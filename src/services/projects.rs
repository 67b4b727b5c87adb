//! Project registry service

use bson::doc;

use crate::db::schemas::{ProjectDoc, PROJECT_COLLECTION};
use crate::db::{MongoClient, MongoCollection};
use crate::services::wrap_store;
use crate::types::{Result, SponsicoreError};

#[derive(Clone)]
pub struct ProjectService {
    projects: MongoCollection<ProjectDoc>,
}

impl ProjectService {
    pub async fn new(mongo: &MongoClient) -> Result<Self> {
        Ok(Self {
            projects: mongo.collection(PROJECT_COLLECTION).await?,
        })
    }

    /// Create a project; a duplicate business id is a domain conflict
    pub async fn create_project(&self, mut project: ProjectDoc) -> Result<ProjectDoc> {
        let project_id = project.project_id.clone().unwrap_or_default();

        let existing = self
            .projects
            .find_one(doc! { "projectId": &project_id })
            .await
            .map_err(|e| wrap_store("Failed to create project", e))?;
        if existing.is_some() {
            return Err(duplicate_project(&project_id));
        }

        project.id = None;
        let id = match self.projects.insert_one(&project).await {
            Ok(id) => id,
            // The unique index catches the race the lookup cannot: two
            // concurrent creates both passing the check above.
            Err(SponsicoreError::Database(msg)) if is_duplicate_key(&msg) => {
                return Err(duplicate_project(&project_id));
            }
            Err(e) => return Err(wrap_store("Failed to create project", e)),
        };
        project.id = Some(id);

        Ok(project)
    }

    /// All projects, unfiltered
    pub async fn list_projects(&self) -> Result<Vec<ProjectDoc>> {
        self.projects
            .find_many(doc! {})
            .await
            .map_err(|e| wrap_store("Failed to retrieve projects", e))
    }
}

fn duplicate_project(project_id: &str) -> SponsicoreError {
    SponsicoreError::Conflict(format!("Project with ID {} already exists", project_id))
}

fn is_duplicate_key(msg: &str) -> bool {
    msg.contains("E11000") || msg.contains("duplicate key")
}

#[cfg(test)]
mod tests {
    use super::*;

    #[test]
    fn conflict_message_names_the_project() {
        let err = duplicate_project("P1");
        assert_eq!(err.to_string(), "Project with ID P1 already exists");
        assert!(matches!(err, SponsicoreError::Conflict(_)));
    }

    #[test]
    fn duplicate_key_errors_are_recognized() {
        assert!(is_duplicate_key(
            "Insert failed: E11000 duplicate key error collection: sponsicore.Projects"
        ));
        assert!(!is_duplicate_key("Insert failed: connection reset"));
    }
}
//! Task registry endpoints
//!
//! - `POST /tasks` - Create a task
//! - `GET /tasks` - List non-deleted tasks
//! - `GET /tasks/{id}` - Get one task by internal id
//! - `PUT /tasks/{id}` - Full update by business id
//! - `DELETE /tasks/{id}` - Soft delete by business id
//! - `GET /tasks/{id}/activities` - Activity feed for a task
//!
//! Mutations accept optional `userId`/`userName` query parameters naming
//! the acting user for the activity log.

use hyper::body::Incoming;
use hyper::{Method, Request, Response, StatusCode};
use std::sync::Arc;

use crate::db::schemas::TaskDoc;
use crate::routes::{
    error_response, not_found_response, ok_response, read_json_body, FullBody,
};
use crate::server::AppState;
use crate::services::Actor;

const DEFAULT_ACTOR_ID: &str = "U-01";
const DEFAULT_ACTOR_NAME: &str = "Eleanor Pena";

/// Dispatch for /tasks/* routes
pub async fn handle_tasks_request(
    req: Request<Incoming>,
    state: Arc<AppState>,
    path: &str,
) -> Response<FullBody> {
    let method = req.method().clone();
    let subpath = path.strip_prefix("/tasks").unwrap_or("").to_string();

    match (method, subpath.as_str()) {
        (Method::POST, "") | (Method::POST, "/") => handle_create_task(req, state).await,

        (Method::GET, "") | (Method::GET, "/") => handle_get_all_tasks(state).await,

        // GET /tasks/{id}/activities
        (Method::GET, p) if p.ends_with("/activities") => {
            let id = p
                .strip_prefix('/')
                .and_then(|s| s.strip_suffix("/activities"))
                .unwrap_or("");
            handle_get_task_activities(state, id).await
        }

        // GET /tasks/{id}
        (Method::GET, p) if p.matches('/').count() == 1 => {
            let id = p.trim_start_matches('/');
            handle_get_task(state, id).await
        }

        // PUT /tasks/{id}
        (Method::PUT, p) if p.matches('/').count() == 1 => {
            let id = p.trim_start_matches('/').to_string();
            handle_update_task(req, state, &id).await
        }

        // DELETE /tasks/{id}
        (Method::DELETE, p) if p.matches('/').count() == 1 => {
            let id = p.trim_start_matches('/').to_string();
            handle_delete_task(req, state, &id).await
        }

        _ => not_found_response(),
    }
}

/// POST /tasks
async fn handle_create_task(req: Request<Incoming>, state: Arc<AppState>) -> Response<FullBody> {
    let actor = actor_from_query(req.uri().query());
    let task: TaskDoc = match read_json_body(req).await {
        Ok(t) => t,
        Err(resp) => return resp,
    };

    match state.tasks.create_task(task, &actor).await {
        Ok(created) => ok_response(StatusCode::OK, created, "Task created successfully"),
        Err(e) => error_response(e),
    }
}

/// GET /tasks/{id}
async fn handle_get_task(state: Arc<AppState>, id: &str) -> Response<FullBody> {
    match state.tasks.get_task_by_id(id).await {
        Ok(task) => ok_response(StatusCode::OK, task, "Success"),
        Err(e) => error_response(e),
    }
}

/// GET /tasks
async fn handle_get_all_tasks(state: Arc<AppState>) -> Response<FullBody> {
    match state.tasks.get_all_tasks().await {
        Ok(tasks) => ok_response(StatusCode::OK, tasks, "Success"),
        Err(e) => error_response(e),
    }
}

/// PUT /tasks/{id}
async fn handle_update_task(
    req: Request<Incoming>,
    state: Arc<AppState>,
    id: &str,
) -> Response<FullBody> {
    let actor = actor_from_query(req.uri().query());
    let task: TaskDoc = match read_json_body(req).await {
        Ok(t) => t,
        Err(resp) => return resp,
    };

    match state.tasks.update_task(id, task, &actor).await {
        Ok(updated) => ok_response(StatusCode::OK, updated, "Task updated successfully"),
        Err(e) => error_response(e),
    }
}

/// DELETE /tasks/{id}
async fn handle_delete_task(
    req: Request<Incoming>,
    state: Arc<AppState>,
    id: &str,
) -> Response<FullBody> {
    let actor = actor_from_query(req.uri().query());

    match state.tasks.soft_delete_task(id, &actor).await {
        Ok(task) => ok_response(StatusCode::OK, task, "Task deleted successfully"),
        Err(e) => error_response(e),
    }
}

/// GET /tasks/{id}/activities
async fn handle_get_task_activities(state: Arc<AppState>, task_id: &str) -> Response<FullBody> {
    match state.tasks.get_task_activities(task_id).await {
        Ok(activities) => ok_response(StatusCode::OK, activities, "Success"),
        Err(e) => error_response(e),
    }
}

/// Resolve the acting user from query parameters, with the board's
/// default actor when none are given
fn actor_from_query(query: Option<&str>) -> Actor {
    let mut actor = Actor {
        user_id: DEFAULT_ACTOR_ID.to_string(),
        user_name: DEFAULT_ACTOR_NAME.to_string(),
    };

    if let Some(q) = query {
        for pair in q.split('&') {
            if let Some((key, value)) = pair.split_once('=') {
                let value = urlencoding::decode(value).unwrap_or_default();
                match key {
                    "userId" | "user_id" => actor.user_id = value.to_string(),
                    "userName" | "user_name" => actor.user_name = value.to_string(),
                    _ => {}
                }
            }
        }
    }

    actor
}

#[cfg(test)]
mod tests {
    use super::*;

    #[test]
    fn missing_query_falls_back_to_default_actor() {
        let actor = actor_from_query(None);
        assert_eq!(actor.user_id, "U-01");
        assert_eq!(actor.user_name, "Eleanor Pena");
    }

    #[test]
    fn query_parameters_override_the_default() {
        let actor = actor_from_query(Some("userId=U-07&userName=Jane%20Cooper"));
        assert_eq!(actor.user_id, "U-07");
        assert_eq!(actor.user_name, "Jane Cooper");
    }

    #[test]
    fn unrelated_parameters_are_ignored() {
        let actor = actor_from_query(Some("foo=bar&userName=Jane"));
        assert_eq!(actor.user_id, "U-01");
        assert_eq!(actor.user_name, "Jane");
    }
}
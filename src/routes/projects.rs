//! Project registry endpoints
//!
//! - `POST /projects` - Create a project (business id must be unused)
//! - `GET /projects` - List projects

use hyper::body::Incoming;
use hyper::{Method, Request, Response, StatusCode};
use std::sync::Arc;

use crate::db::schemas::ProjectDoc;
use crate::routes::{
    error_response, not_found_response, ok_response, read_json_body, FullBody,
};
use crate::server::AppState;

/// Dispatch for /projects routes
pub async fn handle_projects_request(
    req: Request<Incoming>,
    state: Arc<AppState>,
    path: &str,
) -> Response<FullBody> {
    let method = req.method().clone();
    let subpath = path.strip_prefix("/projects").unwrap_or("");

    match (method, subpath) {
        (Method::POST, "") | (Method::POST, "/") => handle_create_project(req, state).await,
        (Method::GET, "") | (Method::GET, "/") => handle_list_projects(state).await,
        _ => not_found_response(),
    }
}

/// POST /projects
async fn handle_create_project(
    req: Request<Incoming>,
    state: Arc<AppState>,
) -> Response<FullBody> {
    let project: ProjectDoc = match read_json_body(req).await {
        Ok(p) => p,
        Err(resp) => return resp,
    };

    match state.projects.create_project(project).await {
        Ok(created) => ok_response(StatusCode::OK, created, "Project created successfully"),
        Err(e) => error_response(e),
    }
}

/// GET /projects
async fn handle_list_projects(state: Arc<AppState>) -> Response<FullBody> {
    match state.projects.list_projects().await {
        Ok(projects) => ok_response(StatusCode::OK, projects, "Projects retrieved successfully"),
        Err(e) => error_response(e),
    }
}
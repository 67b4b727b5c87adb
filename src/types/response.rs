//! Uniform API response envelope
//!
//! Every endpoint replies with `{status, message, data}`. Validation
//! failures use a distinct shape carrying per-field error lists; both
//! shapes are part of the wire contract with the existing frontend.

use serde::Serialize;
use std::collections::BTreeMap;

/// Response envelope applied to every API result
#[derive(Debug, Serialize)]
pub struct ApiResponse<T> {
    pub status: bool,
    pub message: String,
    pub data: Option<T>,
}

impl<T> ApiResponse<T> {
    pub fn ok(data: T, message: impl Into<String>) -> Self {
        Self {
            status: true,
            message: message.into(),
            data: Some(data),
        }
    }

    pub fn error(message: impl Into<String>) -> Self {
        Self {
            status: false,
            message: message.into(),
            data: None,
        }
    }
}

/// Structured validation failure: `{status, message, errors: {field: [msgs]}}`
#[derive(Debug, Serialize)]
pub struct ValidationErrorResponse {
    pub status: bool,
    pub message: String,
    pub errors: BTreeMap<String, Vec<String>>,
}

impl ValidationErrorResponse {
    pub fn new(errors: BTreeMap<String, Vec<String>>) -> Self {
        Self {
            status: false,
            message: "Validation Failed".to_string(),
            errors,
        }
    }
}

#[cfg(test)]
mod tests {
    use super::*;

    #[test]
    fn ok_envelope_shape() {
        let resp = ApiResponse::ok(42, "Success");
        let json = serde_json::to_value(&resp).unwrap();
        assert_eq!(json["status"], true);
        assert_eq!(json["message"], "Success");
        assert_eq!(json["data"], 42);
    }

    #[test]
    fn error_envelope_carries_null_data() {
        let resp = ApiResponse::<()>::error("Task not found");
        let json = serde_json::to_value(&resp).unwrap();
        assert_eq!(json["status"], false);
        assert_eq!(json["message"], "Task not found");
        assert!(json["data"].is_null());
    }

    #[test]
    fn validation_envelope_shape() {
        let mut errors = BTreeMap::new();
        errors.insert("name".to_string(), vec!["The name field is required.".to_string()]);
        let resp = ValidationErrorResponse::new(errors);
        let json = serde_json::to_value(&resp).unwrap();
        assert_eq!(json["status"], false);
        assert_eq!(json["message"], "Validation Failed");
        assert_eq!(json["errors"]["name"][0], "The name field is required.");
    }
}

Problem to work on
Filter the records above down to the lines that hold the string "schemas".

Response to this exercise
use crate::db::schemas::{ProjectDoc, PROJECT_COLLECTION};
use crate::db::schemas::TaskDoc;
use crate::db::schemas::ProjectDoc;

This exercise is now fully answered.